Stored data:
*** Block opens ***

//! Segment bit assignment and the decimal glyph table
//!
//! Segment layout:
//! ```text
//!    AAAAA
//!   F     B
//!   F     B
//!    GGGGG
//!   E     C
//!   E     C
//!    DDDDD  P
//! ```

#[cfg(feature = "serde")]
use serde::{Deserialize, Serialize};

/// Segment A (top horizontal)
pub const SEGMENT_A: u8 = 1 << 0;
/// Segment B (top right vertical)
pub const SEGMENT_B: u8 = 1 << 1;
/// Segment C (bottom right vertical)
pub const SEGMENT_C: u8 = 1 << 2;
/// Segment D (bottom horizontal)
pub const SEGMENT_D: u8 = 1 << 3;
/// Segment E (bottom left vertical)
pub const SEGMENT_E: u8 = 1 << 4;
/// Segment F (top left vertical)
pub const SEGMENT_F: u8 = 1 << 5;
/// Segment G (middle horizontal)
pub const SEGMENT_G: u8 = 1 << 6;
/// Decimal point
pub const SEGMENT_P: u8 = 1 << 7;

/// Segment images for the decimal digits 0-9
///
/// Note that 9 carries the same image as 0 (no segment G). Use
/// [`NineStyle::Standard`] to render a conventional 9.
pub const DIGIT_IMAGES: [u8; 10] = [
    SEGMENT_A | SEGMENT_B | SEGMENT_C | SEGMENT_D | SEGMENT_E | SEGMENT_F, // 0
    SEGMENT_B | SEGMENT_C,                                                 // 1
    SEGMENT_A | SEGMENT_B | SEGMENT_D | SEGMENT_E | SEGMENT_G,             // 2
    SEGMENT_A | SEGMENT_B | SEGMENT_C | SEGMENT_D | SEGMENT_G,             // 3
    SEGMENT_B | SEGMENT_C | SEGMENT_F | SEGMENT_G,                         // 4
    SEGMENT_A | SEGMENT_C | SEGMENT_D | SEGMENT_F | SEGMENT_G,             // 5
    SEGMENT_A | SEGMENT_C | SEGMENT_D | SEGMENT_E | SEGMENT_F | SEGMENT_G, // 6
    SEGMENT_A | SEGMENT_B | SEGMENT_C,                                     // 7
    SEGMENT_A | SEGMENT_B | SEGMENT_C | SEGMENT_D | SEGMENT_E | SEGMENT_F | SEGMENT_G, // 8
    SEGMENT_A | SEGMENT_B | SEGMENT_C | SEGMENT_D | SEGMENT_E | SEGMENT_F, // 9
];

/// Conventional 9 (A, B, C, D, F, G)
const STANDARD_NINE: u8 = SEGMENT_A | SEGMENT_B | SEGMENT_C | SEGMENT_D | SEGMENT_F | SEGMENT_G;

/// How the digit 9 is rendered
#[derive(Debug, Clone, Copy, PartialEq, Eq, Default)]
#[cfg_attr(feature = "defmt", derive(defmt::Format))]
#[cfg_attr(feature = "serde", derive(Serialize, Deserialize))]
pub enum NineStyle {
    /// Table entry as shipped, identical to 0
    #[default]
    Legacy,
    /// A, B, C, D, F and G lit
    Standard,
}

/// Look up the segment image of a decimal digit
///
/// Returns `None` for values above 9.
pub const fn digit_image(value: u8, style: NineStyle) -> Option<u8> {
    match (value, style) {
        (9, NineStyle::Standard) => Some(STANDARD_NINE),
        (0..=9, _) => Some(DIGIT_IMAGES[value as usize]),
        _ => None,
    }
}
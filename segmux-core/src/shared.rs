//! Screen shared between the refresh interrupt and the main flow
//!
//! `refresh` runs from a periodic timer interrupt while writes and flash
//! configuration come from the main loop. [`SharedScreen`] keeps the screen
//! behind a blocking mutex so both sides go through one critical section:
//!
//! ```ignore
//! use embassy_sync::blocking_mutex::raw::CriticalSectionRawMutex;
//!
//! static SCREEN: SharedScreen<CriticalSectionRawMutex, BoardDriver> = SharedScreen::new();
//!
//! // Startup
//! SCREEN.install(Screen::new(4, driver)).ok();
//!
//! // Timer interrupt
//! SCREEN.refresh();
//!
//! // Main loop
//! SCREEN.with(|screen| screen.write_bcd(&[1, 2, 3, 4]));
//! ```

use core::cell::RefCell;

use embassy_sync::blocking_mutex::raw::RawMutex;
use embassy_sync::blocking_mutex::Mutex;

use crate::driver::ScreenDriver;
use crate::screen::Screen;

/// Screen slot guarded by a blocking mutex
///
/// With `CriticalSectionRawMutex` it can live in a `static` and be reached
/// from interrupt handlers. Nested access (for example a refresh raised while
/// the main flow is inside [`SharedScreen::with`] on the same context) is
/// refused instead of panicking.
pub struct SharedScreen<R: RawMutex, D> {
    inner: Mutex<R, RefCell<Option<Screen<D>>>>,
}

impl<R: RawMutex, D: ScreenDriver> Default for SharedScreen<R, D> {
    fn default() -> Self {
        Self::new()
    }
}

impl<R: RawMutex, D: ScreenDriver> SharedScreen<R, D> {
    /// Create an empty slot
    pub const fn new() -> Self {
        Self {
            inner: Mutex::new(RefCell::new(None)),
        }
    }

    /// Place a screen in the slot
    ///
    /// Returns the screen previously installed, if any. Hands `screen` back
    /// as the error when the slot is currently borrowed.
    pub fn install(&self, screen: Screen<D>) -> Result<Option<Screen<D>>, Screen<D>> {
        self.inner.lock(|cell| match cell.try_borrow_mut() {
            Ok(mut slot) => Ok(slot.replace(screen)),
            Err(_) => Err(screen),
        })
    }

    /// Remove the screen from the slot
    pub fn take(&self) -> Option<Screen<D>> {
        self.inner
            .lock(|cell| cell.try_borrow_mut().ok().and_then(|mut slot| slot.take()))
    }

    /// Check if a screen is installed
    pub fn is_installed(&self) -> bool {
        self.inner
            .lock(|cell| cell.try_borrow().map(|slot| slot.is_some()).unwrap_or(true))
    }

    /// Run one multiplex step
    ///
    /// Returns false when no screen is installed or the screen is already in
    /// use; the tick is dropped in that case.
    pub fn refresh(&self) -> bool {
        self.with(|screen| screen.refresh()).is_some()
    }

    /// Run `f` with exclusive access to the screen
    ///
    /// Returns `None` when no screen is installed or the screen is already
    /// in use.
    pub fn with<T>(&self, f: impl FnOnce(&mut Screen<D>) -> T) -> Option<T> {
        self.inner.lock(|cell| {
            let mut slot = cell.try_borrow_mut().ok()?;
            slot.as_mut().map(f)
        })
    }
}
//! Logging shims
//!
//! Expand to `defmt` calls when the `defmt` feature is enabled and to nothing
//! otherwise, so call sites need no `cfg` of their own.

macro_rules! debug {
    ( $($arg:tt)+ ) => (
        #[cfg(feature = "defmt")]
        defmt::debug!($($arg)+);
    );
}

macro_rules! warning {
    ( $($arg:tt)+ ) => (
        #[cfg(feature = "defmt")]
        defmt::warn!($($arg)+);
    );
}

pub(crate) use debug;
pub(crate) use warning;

*** Block closes ***

Out of the entries, pull every line that mentions "ScreenDriver".

Result of the task -
use crate::driver::ScreenDriver;
impl<R: RawMutex, D: ScreenDriver> Default for SharedScreen<R, D> {
impl<R: RawMutex, D: ScreenDriver> SharedScreen<R, D> {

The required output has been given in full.